Tim Kring resolveu trazer de volta a série Heroes, assim como algumas das personagens, nomeadamente Suresh, Hiro, Noah, The Haitian e Matt Parker. Sou um grande fã da primeira temporada, que foi dos melhores produtos televisivos da última década, mas que com a greve dos argumentistas entrou numa espiral negativa, da qual nunca recuperou.
Tendo em conta a (fraca) qualidade da última temporada, foi com surpresa que encarei este regresso, que assenta na premissa de salvar o Mundo, que fica a cargo de Tommy e Malina, os filhos de Claire Bennet.

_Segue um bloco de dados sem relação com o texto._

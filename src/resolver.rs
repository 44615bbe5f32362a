//! Trading date to archive index resolution
//!
//! The SGX derivatives archive names each trading day's files by an integer
//! counter that increments once per weekday. Given one known (date, index)
//! anchor, any other date's index is pure weekday arithmetic - except that the
//! archive occasionally publishes data on a weekend, which permanently shifts
//! every later index by one or two. Those anomalies are compensated by an
//! append-only table of [`OffsetCorrection`] entries supplied as configuration.
//!
//! The resolver performs no I/O and never inspects the archive itself, so it
//! is fully deterministic and testable in isolation.

use crate::ArchiveIndex;
use chrono::NaiveDate;
use serde::{Deserialize, Serialize};

/// Resolution errors
#[derive(Debug, thiserror::Error)]
pub enum ResolveError {
    /// Requested date falls before the range the anchor and corrections define
    #[error("date {0} precedes the earliest entry the archive index covers")]
    BeforeArchiveStart(NaiveDate),
}

/// A known (date, index) reference point for the archive counter.
#[derive(Debug, Clone, Copy, PartialEq, Eq)]
pub struct IndexAnchor {
    /// Calendar date of the anchor
    pub date: NaiveDate,
    /// Archive index published for that date
    pub index: ArchiveIndex,
}

impl IndexAnchor {
    /// Create a new anchor.
    pub fn new(date: NaiveDate, index: ArchiveIndex) -> Self {
        Self { date, index }
    }
}

/// A manually supplied index adjustment compensating for archive drift.
///
/// When the archive publishes unexpected weekend data, every index from that
/// point forward shifts. One correction entry records the signed shift and the
/// first date it applies to. The table is append-only configuration; the
/// resolver never mutates it.
#[derive(Debug, Clone, Copy, PartialEq, Eq, Serialize, Deserialize)]
pub struct OffsetCorrection {
    /// First date the adjustment applies to (inclusive)
    pub effective_from: NaiveDate,
    /// Signed index adjustment from that date forward
    pub adjustment: i32,
}

/// Pure calendar/offset calculator mapping trading dates to archive indices.
#[derive(Debug, Clone)]
pub struct IndexResolver {
    anchor: IndexAnchor,
    corrections: Vec<OffsetCorrection>,
}

impl IndexResolver {
    /// Create a resolver from an anchor and an offset-correction table.
    ///
    /// Corrections are sorted by effective date at construction so callers may
    /// supply them in any order.
    pub fn new(anchor: IndexAnchor, mut corrections: Vec<OffsetCorrection>) -> Self {
        corrections.sort_by_key(|c| c.effective_from);
        Self {
            anchor,
            corrections,
        }
    }

    /// Resolve the archive index for a trading date.
    ///
    /// The naive index is the anchor index plus the number of weekdays between
    /// the anchor date and `date` (signed, so earlier dates resolve to smaller
    /// indices; `date == anchor.date` returns the anchor index unmodified).
    /// Weekend calendar days contribute zero. The sum of all corrections whose
    /// effective date is on or before `date` is then applied.
    ///
    /// # Errors
    /// [`ResolveError::BeforeArchiveStart`] if the corrected index would be
    /// negative, i.e. the date precedes the range the table defines.
    pub fn resolve(&self, date: NaiveDate) -> Result<ArchiveIndex, ResolveError> {
        let naive = i64::from(self.anchor.index.0)
            + weekday_ordinal(date)
            - weekday_ordinal(self.anchor.date);

        let correction: i64 = self
            .corrections
            .iter()
            .filter(|c| c.effective_from <= date)
            .map(|c| i64::from(c.adjustment))
            .sum();

        let index = naive + correction;
        if index < 0 {
            return Err(ResolveError::BeforeArchiveStart(date));
        }
        Ok(ArchiveIndex(index as u32))
    }

    /// The anchor this resolver counts from.
    pub fn anchor(&self) -> IndexAnchor {
        self.anchor
    }

    /// The correction table, sorted ascending by effective date.
    pub fn corrections(&self) -> &[OffsetCorrection] {
        &self.corrections
    }
}

/// Count of weekdays from a fixed Monday epoch through `date` inclusive.
///
/// Only differences of this function are meaningful: subtracting two values
/// yields the number of weekdays in the half-open span between the dates.
/// Saturdays and Sundays add nothing, so a weekend date shares its ordinal
/// with the preceding Friday.
fn weekday_ordinal(date: NaiveDate) -> i64 {
    let epoch = NaiveDate::from_ymd_opt(2000, 1, 3).expect("valid epoch date");
    let days = (date - epoch).num_days();
    let full_weeks = days.div_euclid(7);
    let remainder = days.rem_euclid(7); // 0 = Monday .. 6 = Sunday
    full_weeks * 5 + (remainder + 1).min(5)
}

Vamos ter viagens no tempo, mortes inesperadas, mudança de facções e traições constantes, deixando pouco espaço para o desenvolvimento de personagens e sobretudo para algum tipo de ligação para com os supostos heróis. Existem alguns vilões interessantes, tais como Harris Prime e Joanne Collins, mas que nunca atingem o potencial pretendido, resultado de uma narrativa previsível, aborrecida e sem grande nexo.
O rumo que é dado a Matt Parker e Suresh não acrescenta algo positivo à narrativa, que vive muito de Noah e Hiro na primeira metade da temporada. Confesso que foi penoso ver os treze episódios e encaro como natural o cancelamento da série, que é francamente má.
Por todos os motivos acima descritos, não posso recomendar esta série, mas se são fãs do Universo Heroes, vejam e digam de vossa justiça. Tenha realmente muita pena, dado que a série tem um potencial enorme e merecia ter sido bem tratada pelos argumentistas e produtores.